One technique used in this kit which I have not come across
before is the use of card tabs to reinforce the fin/body joint (as opposed to
glue fillets). Not sure I like this method but as I've only built one kit
utilizing this method, I'm reserving judgment. They do seem to be doing their
job.
The Engine Centering Rings come with pre-drilled holes for inserting the
Engine Hook. Again, I was determined to build the kit stock but the unused hole
in the fore ring was just too tempting! I Quest-ified the rocket by threading a
piece of Kevlar®
cord through the hole, and securing it to the back of the ring with a small
blob of 5min epoxy. I then tied the main shock cord to this instead of
attaching it to the inside of the body tube using the described
in the instructions.
Finishing:
Painting this bird was a doddle. The balsa and tube spirals needed almost no
filling. There is a HUGE gotcha with painting this rocket and that's the nose
cone. You MUST give it a thorough sanding with fine sandpaper before
priming/painting or the paint stands a very good chance of peeling off. This is
not in the instructions and it really needs to be there to save somebody from
ruining a paint job. I gave mine a good sanding and have had no trouble at all
with paint peeling.
The face card artwork suggests painting the rocket pink and black. I'm not
the worlds greatest fan of pink so I went for orange instead.
Construction Rating:
4
out of 5
Flight:
The first flight was on a B6-4 on a day with a very light breeze. The rocket
went a lot lower than I expected but looked really cool. I like low, slow
rockets This one is a beauty. The chute is a bit excessive and the rocket
drifted into the next field. It does need that chute with those fragile fins
though.
Second flight I angled it more into the wind and the bird touched down
about 10 meters away from the pad after another majestic flight. No damage or
wear to be found in either the fins or shock cord.
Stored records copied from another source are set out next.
mod types;

use types::*;

use super::*;

use crate::schema::frozen::Node;

/// Can't be instantiated directly - has to be constructed from a
/// [`DeserializerState`]
pub struct DatumDeserializer<'r, 's, R> {
	pub(super) state: &'r mut DeserializerState<'s, R>,
	pub(super) node: &'s Node,
	pub(super) allowed_depth: AllowedDepth,
}

/// Remaining depth budget for this deserialization
///
/// Recursive schemas are legal (through conditional paths), so the
/// deserializer bounds its recursion explicitly instead of hoping for the
/// best with regards to stack overflows.
#[derive(Clone, Copy)]
pub(crate) struct AllowedDepth {
	depth: usize,
}

impl AllowedDepth {
	pub(crate) fn new(depth: usize) -> Self {
		Self { depth }
	}

	pub(crate) fn dec(self) -> Result<Self, DeError> {
		match self.depth.checked_sub(1) {
			Some(depth) => Ok(Self { depth }),
			None => Err(DeError::new(
				"Datum is deeper than the configured maximum depth",
			)),
		}
	}
}

impl<'de, R: ReadSlice<'de>> Deserializer<'de> for DatumDeserializer<'_, '_, R> {
	type Error = DeError;

	fn deserialize_any<V>(self, visitor: V) -> Result<V::Value, Self::Error>
	where
		V: Visitor<'de>,
	{
		match *self.node {
			Node::Null => visitor.visit_unit(),
			Node::Boolean => read_bool(self.state, visitor),
			Node::Int => visitor.visit_i32(self.state.read_varint()?),
			Node::Long => visitor.visit_i64(self.state.read_varint()?),
			Node::Float => {
				visitor.visit_f32(f32::from_le_bytes(self.state.read_const_size_buf()?))
			}
			Node::Double => {
				visitor.visit_f64(f64::from_le_bytes(self.state.read_const_size_buf()?))
			}
			Node::Bytes => read_length_delimited(self.state, BytesVisitor(visitor)),
			Node::String => read_length_delimited(self.state, StringVisitor(visitor)),
			Node::Array(items) => {
				let items = self.state.config.schema.node(items);
				visitor.visit_seq(ArraySeqAccess {
					element_schema: items,
					block_reader: BlockReader::new(self.state, self.allowed_depth.dec()?),
				})
			}
			Node::Map(values) => {
				let values = self.state.config.schema.node(values);
				visitor.visit_map(MapMapAccess {
					element_schema: values,
					block_reader: BlockReader::new(self.state, self.allowed_depth.dec()?),
				})
			}
			Node::Union(ref union) => Self {
				node: read_union_variant(self.state, union)?.1,
				state: self.state,
				allowed_depth: self.allowed_depth.dec()?,
			}
			.deserialize_any(visitor),
			Node::Record(ref record) => {
				// NB: infinite recursion is prevented here by the
				// zero-sized-cycle check at schema construction plus the
				// allowed_depth budget
				visitor.visit_map(RecordMapAccess {
					fields: record.fields.iter(),
					current: None,
					state: self.state,
					allowed_depth: self.allowed_depth.dec()?,
				})
			}
			Node::Enum(ref enum_) => {
				visitor.visit_str(read_enum_symbol(self.state, &enum_.symbols)?)
			}
			Node::Fixed(ref fixed) => self.state.read_slice(fixed.size, BytesVisitor(visitor)),
			Node::Decimal(ref decimal) => {
				read_decimal(self.state, decimal, VisitorHint::Str, visitor)
			}
			Node::Uuid => read_length_delimited(self.state, StringVisitor(visitor)),
			Node::Date => visitor.visit_i32(self.state.read_varint()?),
			Node::TimeMillis => visitor.visit_i32(self.state.read_varint()?),
			Node::TimeMicros => visitor.visit_i64(self.state.read_varint()?),
			Node::TimestampMillis => visitor.visit_i64(self.state.read_varint()?),
			Node::TimestampMicros => visitor.visit_i64(self.state.read_varint()?),
			Node::Duration => visitor.visit_map(DurationMapAndSeqAccess {
				duration_buf: &self.state.read_const_size_buf::<12>()?,
			}),
		}
	}

	serde::forward_to_deserialize_any! {
		bool i8 i16 i32 u8 u16 u32 f32 char
		unit unit_struct
	}

	fn deserialize_newtype_struct<V>(
		self,
		_: &'static str,
		visitor: V,
	) -> Result<V::Value, Self::Error>
	where
		V: Visitor<'de>,
	{
		visitor.visit_newtype_struct(self)
	}

	fn deserialize_u64<V>(self, visitor: V) -> Result<V::Value, Self::Error>
	where
		V: Visitor<'de>,
	{
		// Allow deserializing discriminants without making the string lookup
		// for enums
		match *self.node {
			Node::Enum(_) => {
				let discriminant: i64 = self.state.read_varint()?;
				visitor.visit_u64(discriminant.try_into().map_err(|e| {
					DeError::custom(format_args!("Got negative enum discriminant: {e}"))
				})?)
			}
			Node::Decimal(ref decimal) => {
				read_decimal(self.state, decimal, VisitorHint::U64, visitor)
			}
			_ => self.deserialize_any(visitor),
		}
	}

	fn deserialize_i64<V>(self, visitor: V) -> Result<V::Value, Self::Error>
	where
		V: Visitor<'de>,
	{
		match *self.node {
			Node::Long => visitor.visit_i64(self.state.read_varint()?),
			Node::Decimal(ref decimal) => {
				read_decimal(self.state, decimal, VisitorHint::I64, visitor)
			}
			_ => self.deserialize_any(visitor),
		}
	}

	fn deserialize_u128<V>(self, visitor: V) -> Result<V::Value, Self::Error>
	where
		V: Visitor<'de>,
	{
		match *self.node {
			Node::Decimal(ref decimal) => {
				read_decimal(self.state, decimal, VisitorHint::U128, visitor)
			}
			_ => self.deserialize_any(visitor),
		}
	}

	fn deserialize_i128<V>(self, visitor: V) -> Result<V::Value, Self::Error>
	where
		V: Visitor<'de>,
	{
		match *self.node {
			Node::Decimal(ref decimal) => {
				read_decimal(self.state, decimal, VisitorHint::I128, visitor)
			}
			_ => self.deserialize_any(visitor),
		}
	}

	fn deserialize_f64<V>(self, visitor: V) -> Result<V::Value, Self::Error>
	where
		V: Visitor<'de>,
	{
		match *self.node {
			Node::Double => {
				visitor.visit_f64(f64::from_le_bytes(self.state.read_const_size_buf()?))
			}
			Node::Decimal(ref decimal) => {
				read_decimal(self.state, decimal, VisitorHint::F64, visitor)
			}
			_ => self.deserialize_any(visitor),
		}
	}

	fn deserialize_str<V>(self, visitor: V) -> Result<V::Value, Self::Error>
	where
		V: Visitor<'de>,
	{
		// If we get hinted on str, we may attempt to deserialize byte arrays
		// as utf-8 encoded strings
		match *self.node {
			Node::String | Node::Bytes => read_length_delimited(self.state, StringVisitor(visitor)),
			Node::Fixed(ref fixed) => self.state.read_slice(fixed.size, StringVisitor(visitor)),
			_ => self.deserialize_any(visitor),
		}
	}

	fn deserialize_string<V>(self, visitor: V) -> Result<V::Value, Self::Error>
	where
		V: Visitor<'de>,
	{
		self.deserialize_str(visitor)
	}

	fn deserialize_bytes<V>(self, visitor: V) -> Result<V::Value, Self::Error>
	where
		V: Visitor<'de>,
	{
		match *self.node {
			Node::Bytes => read_length_delimited(self.state, BytesVisitor(visitor)),
			Node::Duration => self.state.read_slice(12, BytesVisitor(visitor)),
			_ => self.deserialize_any(visitor),
		}
	}

	fn deserialize_byte_buf<V>(self, visitor: V) -> Result<V::Value, Self::Error>
	where
		V: Visitor<'de>,
	{
		self.deserialize_bytes(visitor)
	}

	fn deserialize_option<V>(self, visitor: V) -> Result<V::Value, Self::Error>
	where
		V: Visitor<'de>,
	{
		match *self.node {
			Node::Null => visitor.visit_none(),
			Node::Union(ref union) => {
				let (variant_idx, variant_node) = read_union_variant(self.state, union)?;
				if union.null_variant == Some(variant_idx) {
					visitor.visit_none()
				} else {
					// An `Option` target really matches a *nullable* union
					// (two branches, one null), but a value of any other
					// union decodes into `Some` just fine
					visitor.visit_some(DatumDeserializer {
						state: self.state,
						node: variant_node,
						allowed_depth: self.allowed_depth.dec()?,
					})
				}
			}
			_ => visitor.visit_some(self),
		}
	}

	fn deserialize_seq<V>(self, visitor: V) -> Result<V::Value, Self::Error>
	where
		V: Visitor<'de>,
	{
		match *self.node {
			Node::Array(items) => {
				let items = self.state.config.schema.node(items);
				visitor.visit_seq(ArraySeqAccess {
					element_schema: items,
					block_reader: BlockReader::new(self.state, self.allowed_depth.dec()?),
				})
			}
			Node::Duration => visitor.visit_seq(DurationMapAndSeqAccess {
				duration_buf: &self.state.read_const_size_buf::<12>()?,
			}),
			_ => self.deserialize_any(visitor),
		}
	}

	fn deserialize_tuple<V>(self, len: usize, visitor: V) -> Result<V::Value, Self::Error>
	where
		V: Visitor<'de>,
	{
		// Allows deserializing Duration as (u32, u32, u32)
		match *self.node {
			Node::Duration if len == 3 => visitor.visit_seq(DurationMapAndSeqAccess {
				duration_buf: &self.state.read_const_size_buf::<12>()?,
			}),
			_ => self.deserialize_seq(visitor),
		}
	}

	fn deserialize_tuple_struct<V>(
		self,
		_: &'static str,
		len: usize,
		visitor: V,
	) -> Result<V::Value, Self::Error>
	where
		V: Visitor<'de>,
	{
		self.deserialize_tuple(len, visitor)
	}

	fn deserialize_map<V>(self, visitor: V) -> Result<V::Value, Self::Error>
	where
		V: Visitor<'de>,
	{
		self.deserialize_any(visitor)
	}

	fn deserialize_struct<V>(
		self,
		_: &'static str,
		_: &'static [&'static str],
		visitor: V,
	) -> Result<V::Value, Self::Error>
	where
		V: Visitor<'de>,
	{
		self.deserialize_map(visitor)
	}

	fn deserialize_enum<V>(
		self,
		_: &'static str,
		_: &'static [&'static str],
		visitor: V,
	) -> Result<V::Value, Self::Error>
	where
		V: Visitor<'de>,
	{
		match *self.node {
			// Unions decode through the branch type name: the target type
			// declares which branch it holds
			Node::Union(ref union) => {
				let (variant_idx, variant_node) = read_union_variant(self.state, union)?;
				visitor.visit_enum(SchemaTypeNameEnumAccess {
					type_name: &union.type_names[variant_idx],
					variant_node,
					state: self.state,
					allowed_depth: self.allowed_depth.dec()?,
				})
			}
			// Enum symbols decode as unit variants
			Node::Enum(ref enum_) => visitor.visit_enum(value::StrDeserializer::new(
				read_enum_symbol(self.state, &enum_.symbols)?,
			)),
			// Anything else may still serve as a unit variant identifier
			// (e.g. deserializing a string into a fieldless enum)
			_ => visitor.visit_enum(UnitVariantEnumAccess {
				state: self.state,
				node: self.node,
				allowed_depth: self.allowed_depth,
			}),
		}
	}

	fn deserialize_identifier<V>(self, visitor: V) -> Result<V::Value, Self::Error>
	where
		V: Visitor<'de>,
	{
		match *self.node {
			Node::Int => visitor.visit_u64({
				let val: i32 = self.state.read_varint()?;
				val.try_into()
					.map_err(|_| DeError::new("Failed to convert i32 to u64 for enum identifier"))?
			}),
			Node::Long => visitor.visit_u64({
				let val: i64 = self.state.read_varint()?;
				val.try_into()
					.map_err(|_| DeError::new("Failed to convert i64 to u64 for enum identifier"))?
			}),
			_ => self.deserialize_any(visitor),
		}
	}

	fn deserialize_ignored_any<V>(self, visitor: V) -> Result<V::Value, Self::Error>
	where
		V: Visitor<'de>,
	{
		// The main thing we can skip here for performance is utf8 decoding
		// of strings. We still need to drive the deserializer mostly
		// normally to properly advance the reader.
		match *self.node {
			Node::String => read_length_delimited(self.state, BytesVisitor(visitor)),
			_ => self.deserialize_any(visitor),
		}
	}
}

/// [`EnumAccess`] where the variant is picked by the union branch type name
pub(super) struct SchemaTypeNameEnumAccess<'r, 's, R> {
	state: &'r mut DeserializerState<'s, R>,
	type_name: &'s str,
	variant_node: &'s Node,
	allowed_depth: AllowedDepth,
}

impl<'de, 'r, 's, R: ReadSlice<'de>> EnumAccess<'de> for SchemaTypeNameEnumAccess<'r, 's, R> {
	type Error = DeError;
	type Variant = SchemaTypeNameVariantAccess<'r, 's, R>;

	fn variant_seed<V>(self, seed: V) -> Result<(V::Value, Self::Variant), Self::Error>
	where
		V: DeserializeSeed<'de>,
	{
		Ok((
			seed.deserialize(value::StrDeserializer::new(self.type_name))?,
			SchemaTypeNameVariantAccess {
				state: self.state,
				variant_node: self.variant_node,
				allowed_depth: self.allowed_depth,
			},
		))
	}
}

pub(super) struct SchemaTypeNameVariantAccess<'r, 's, R> {
	state: &'r mut DeserializerState<'s, R>,
	variant_node: &'s Node,
	allowed_depth: AllowedDepth,
}

impl<'r, 's, R> SchemaTypeNameVariantAccess<'r, 's, R> {
	fn deserializer(self) -> DatumDeserializer<'r, 's, R> {
		DatumDeserializer {
			state: self.state,
			node: self.variant_node,
			allowed_depth: self.allowed_depth,
		}
	}
}

impl<'de, R: ReadSlice<'de>> VariantAccess<'de> for SchemaTypeNameVariantAccess<'_, '_, R> {
	type Error = DeError;

	fn unit_variant(self) -> Result<(), Self::Error> {
		// The wire value still needs to be consumed
		serde::de::IgnoredAny::deserialize(self.deserializer())?;
		Ok(())
	}

	fn newtype_variant_seed<T>(self, seed: T) -> Result<T::Value, Self::Error>
	where
		T: DeserializeSeed<'de>,
	{
		seed.deserialize(self.deserializer())
	}

	fn tuple_variant<V>(self, len: usize, visitor: V) -> Result<V::Value, Self::Error>
	where
		V: Visitor<'de>,
	{
		self.deserializer().deserialize_tuple(len, visitor)
	}

	fn struct_variant<V>(
		self,
		fields: &'static [&'static str],
		visitor: V,
	) -> Result<V::Value, Self::Error>
	where
		V: Visitor<'de>,
	{
		self.deserializer().deserialize_struct("", fields, visitor)
	}
}

/// [`EnumAccess`] where the value itself (a string, an enum symbol, an
/// int...) is the variant identifier, with no inner value
pub(super) struct UnitVariantEnumAccess<'r, 's, R> {
	state: &'r mut DeserializerState<'s, R>,
	node: &'s Node,
	allowed_depth: AllowedDepth,
}

impl<'de, R: ReadSlice<'de>> EnumAccess<'de> for UnitVariantEnumAccess<'_, '_, R> {
	type Error = DeError;
	type Variant = private::UnitOnly;

	fn variant_seed<V>(self, seed: V) -> Result<(V::Value, Self::Variant), Self::Error>
	where
		V: DeserializeSeed<'de>,
	{
		seed.deserialize(DatumDeserializer {
			state: self.state,
			node: self.node,
			allowed_depth: self.allowed_depth,
		})
		.map(|value| (value, private::UnitOnly))
	}
}

// Inspired from serde's:

mod private {
	use super::*;

	pub(in super::super) struct UnitOnly;

	impl<'de> VariantAccess<'de> for UnitOnly {
		type Error = DeError;

		fn unit_variant(self) -> Result<(), Self::Error> {
			Ok(())
		}

		fn newtype_variant_seed<T>(self, _seed: T) -> Result<T::Value, Self::Error>
		where
			T: DeserializeSeed<'de>,
		{
			Err(Error::invalid_type(
				Unexpected::UnitVariant,
				&"newtype variant",
			))
		}

		fn tuple_variant<V>(self, _len: usize, _visitor: V) -> Result<V::Value, Self::Error>
		where
			V: Visitor<'de>,
		{
			Err(Error::invalid_type(
				Unexpected::UnitVariant,
				&"tuple variant",
			))
		}

		fn struct_variant<V>(
			self,
			_fields: &'static [&'static str],
			_visitor: V,
		) -> Result<V::Value, Self::Error>
		where
			V: Visitor<'de>,
		{
			Err(Error::invalid_type(
				Unexpected::UnitVariant,
				&"struct variant",
			))
		}
	}
}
A week later I went out to try it on C6-5s but brought along a box of B6-4s
again by mistake! I decided to launch anyway. The first flight of the day was
essentially a repeat of the second flight in the previous session. I decided to
launch just once more so I could see how the shock cord will hold up. I had
been impressed by how the thing was holding out--no wear at all whereas a
'usual' cord is normally showing the first signs of wear after about 3 or 4
launches.
At ejection on the fourth flight, the nose cone/parachute separated from
the shock cord/body. The main body hit the ground with a thump and the nose
cone/chute drifted off. Luckily, the nose cone was heavy enough to bring the
chute down within the field so that was retrieved. The fin on which the main
body landed, broke cleanly along the grain and I was able to effect a repair on
the spot using CYA. It turns out that the shock cord managed to untie itself
from it's attachment point on the nose cone.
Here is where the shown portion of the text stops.